The temps are taken at the airport in THunder Bay. Which is at least 3 or 4 miles inland. My house is less then a mile to the lake. The lake usualy keeps the temps between 2-5 degrees warmer, the closer to the lake that is. When you get to where the airport is. IT is twice as windy, and noticlbly colder there. Were not as continenaly bound here like many of the states/provinces are. Even down there the lake plays a LARGE part in your climate.

Your input will greatly help paul. Our climates are almost exactly the same, although you are warmer. This winter was definetly interesting. Warmest January that ive seen in 22 years. BUT, I must ask, where you got that data? The temps in T bay havet dropped to -40 in decades. The coldest ive personaly ever seen here, was -35C, for less then an hour. Im VERY diligent about knowing the weather up here. LOL.

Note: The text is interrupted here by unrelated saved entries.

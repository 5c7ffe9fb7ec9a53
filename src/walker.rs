// src/walker.rs

//! Depth-first walk that partitions a repository into scopes.
//!
//! Every directory holding an ignore file opens a new [`Scope`] for its
//! subtree, shadowing the scope of any ancestor. Files are attributed to the
//! innermost open scope; files above the first ignore file are dropped.

use std::path::{Path, PathBuf};

use tracing::{debug, trace, warn};

use crate::errors::Result;
use crate::fs::{EntryKind, FileSystem};
use crate::scope::{Scope, ScopeFailure};

#[derive(Debug, Clone)]
pub struct WalkOptions {
    /// Name of the per-directory ignore file.
    pub ignore_file: String,
    /// Absolute path of the directory to prune, e.g. `<root>/.git`.
    pub metadata_dir: PathBuf,
}

impl WalkOptions {
    pub fn new(root: &Path, ignore_file: &str, metadata_dir: &str) -> Self {
        Self {
            ignore_file: ignore_file.to_string(),
            metadata_dir: root.join(metadata_dir),
        }
    }
}

#[derive(Debug, Default)]
pub struct WalkOutcome {
    /// Loaded scopes, in pre-order (a scope precedes its nested scopes).
    pub scopes: Vec<Scope>,
    /// Ignore files that could not be loaded. Their subtrees are still
    /// claimed, so none of their files leak into an ancestor scope.
    pub failures: Vec<ScopeFailure>,
}

/// Walk the tree under `root` and build its scopes.
///
/// Only failing to list `root` itself is an error; unreadable subdirectories
/// and entries are logged and skipped.
pub fn walk(fs: &dyn FileSystem, root: &Path, opts: &WalkOptions) -> Result<WalkOutcome> {
    let mut walker = Walker {
        fs,
        opts,
        slots: Vec::new(),
    };
    walker.visit(root, Owner::Unowned, true)?;

    let mut outcome = WalkOutcome::default();
    for slot in walker.slots {
        match slot {
            Slot::Loaded(scope) => outcome.scopes.push(scope),
            Slot::Failed(failure) => outcome.failures.push(failure),
        }
    }
    debug!(
        scopes = outcome.scopes.len(),
        failures = outcome.failures.len(),
        "walk complete"
    );
    Ok(outcome)
}

#[derive(Debug)]
enum Slot {
    Loaded(Scope),
    Failed(ScopeFailure),
}

/// Scope responsible for the directory being visited.
#[derive(Debug, Clone, Copy)]
enum Owner {
    Unowned,
    Slot(usize),
}

struct Walker<'a> {
    fs: &'a dyn FileSystem,
    opts: &'a WalkOptions,
    slots: Vec<Slot>,
}

impl Walker<'_> {
    fn visit(&mut self, dir: &Path, owner: Owner, is_root: bool) -> Result<()> {
        if dir == self.opts.metadata_dir {
            trace!(?dir, "pruning metadata directory");
            return Ok(());
        }

        let mut entries = match self.fs.read_dir(dir) {
            Ok(entries) => entries,
            Err(err) if is_root => return Err(err.into()),
            Err(err) => {
                warn!(?dir, error = %err, "cannot list directory; skipping subtree");
                return Ok(());
            }
        };
        // Byte-wise name order keeps reports stable across filesystems.
        entries.sort();

        let ignore_path = dir.join(&self.opts.ignore_file);
        let owns_ignore_file = entries.contains(&ignore_path) && self.fs.is_file(&ignore_path);
        let owner = if owns_ignore_file {
            self.open_scope(dir, &ignore_path)
        } else {
            owner
        };

        for path in entries {
            if owns_ignore_file && path == ignore_path {
                continue;
            }
            match self.fs.entry_kind(&path) {
                Ok(EntryKind::Dir) => self.visit(&path, owner, false)?,
                Ok(EntryKind::File | EntryKind::Symlink) => self.attribute(owner, path),
                Ok(EntryKind::Other) => trace!(?path, "skipping special file"),
                Err(err) => warn!(?path, error = %err, "cannot inspect entry; skipping"),
            }
        }

        Ok(())
    }

    fn open_scope(&mut self, dir: &Path, ignore_path: &Path) -> Owner {
        let slot = match Scope::load(self.fs, dir, &self.opts.ignore_file) {
            Ok(scope) => {
                debug!(?dir, "opened scope");
                Slot::Loaded(scope)
            }
            Err(error) => {
                warn!(path = ?ignore_path, %error, "cannot load ignore file; its subtree is skipped");
                Slot::Failed(ScopeFailure {
                    ignore_path: ignore_path.to_path_buf(),
                    error,
                })
            }
        };
        self.slots.push(slot);
        Owner::Slot(self.slots.len() - 1)
    }

    fn attribute(&mut self, owner: Owner, path: PathBuf) {
        match owner {
            Owner::Slot(idx) => match &mut self.slots[idx] {
                Slot::Loaded(scope) => scope.govern(path),
                Slot::Failed(_) => trace!(?path, "owner scope failed to load; dropping"),
            },
            Owner::Unowned => trace!(?path, "no enclosing ignore file; dropping"),
        }
    }
}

I can understand about the Mis- ID on the gloriosa. IT happens, im more adept to palms, and house plants. I did like the look of the pic on Davesgarden, they look MUCH like a Dreaceana Marginata.

The list you gave me is awsome! |Thanks alot, im always up to hearing suggestions. BUt i will say, I NEVER thought youd get a trachy to grow there. Grats on that! The bamboo will be my "Dither fish" ( fish geek term fer indicater fish lol). And ill go from there. Do you think that if the Fargesia survives that 2 basjoo will be a good start?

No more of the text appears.